FDIC Law, Regulations, Related Acts
4000 - Advisory Opinions
Insurance Coverage and Assessment of Benefit Responsive Bank Investment Contracts ("BICs")
December 2, 1994
Gerald J. Gervino, Senior Attorney
You have asked our guidance with regard to the proper interpretation and application of the Federal Deposit Insurance Corporation Improvement Act of 1991, Pub. L. No. 102--242, 105 Stat. 2236 (1991) ("FDICIA") and its associated rules and regulations as they apply to insurance coverage and assessment of benefit-responsive bank investment contracts ("BICs").
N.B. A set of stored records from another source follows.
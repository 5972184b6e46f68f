//! `[home]` section configuration: homepage hero text.

use serde::{Deserialize, Serialize};

use crate::home::{HERO, SUB_HERO};

#[derive(Debug, Clone, Serialize, Deserialize)]
#[serde(default)]
pub struct HomeConfig {
    /// Headline shown at the top of the homepage.
    pub hero: String,
    /// Paragraph under the headline.
    pub sub_hero: String,
}

impl Default for HomeConfig {
    fn default() -> Self {
        Self {
            hero: HERO.into(),
            sub_hero: SUB_HERO.into(),
        }
    }
}

#[cfg(test)]
mod tests {
    use super::*;
    use crate::config::test_parse_config;

    #[test]
    fn test_placeholder_defaults() {
        let config = test_parse_config("");
        assert_eq!(config.home.hero, HERO);
        assert_eq!(config.home.sub_hero, SUB_HERO);
    }

    #[test]
    fn test_override_hero_only() {
        let config = test_parse_config("[home]\nhero = \"Notes\"");
        assert_eq!(config.home.hero, "Notes");
        assert_eq!(config.home.sub_hero, SUB_HERO);
    }
}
You understand, that under FDICIA, benefit-responsive BICs are no longer treated as insured deposits effective last December 19, 1993. At the same time, FDICIA both excluded BICs from the assessment base and added a new risk based assessment system that did not provide for an exclusion from the assessment base for BICs. Effective July 11, 1994, the FDIC amended Part 327 of its regulations to make clear that BICs are excluded from the assessment base. You note also that § 330.16 of our regulations provides grandfathering treatment for deposit insurance purposes. It further provides that any rollover or renewal of a time deposit prior to December 19, 1993 shall subject those deposits to the rules in effect on the date of the rollover or renewal.
1. You ask if the amended regulation should be applied retroactively to January 1, 1994. If not, you interpret our regulations to require that all BICs entered into between January 1, 1994 and July 11, 1994 be included in the assessment base.
Our assessments are not based upon average balances in the various accounts. Rather, they are based upon the balance in an account at the end of the period for which a statement is required. Reporting of these balances is guided by the instructions to the call report, including any supplementary instructions issued in connection with the instructions for the call report. Supplementary instructions allowed the deduction of BICs from the assessment base for the assessment period ending on December 31, 1994 and the semiannual period ending in mid-1994.
2. You read § 330.16 of our deposit insurance regulations to mean that BICs entered into prior to December 19, 1993 are insured and added into the assessment base. BICs entered into after that date are no longer insured.
Section 330.16 does not determine assessability. The discussion above indicates that BICs have been deductible under either the supplementary instructions to the call report or the amended regulation, 59 Fed. Reg. 29714 (1994) (to be codified at 12 CFR § 327.4(b)(2)(v)). We also note that grandfathered deposits are insured and subject to assessment.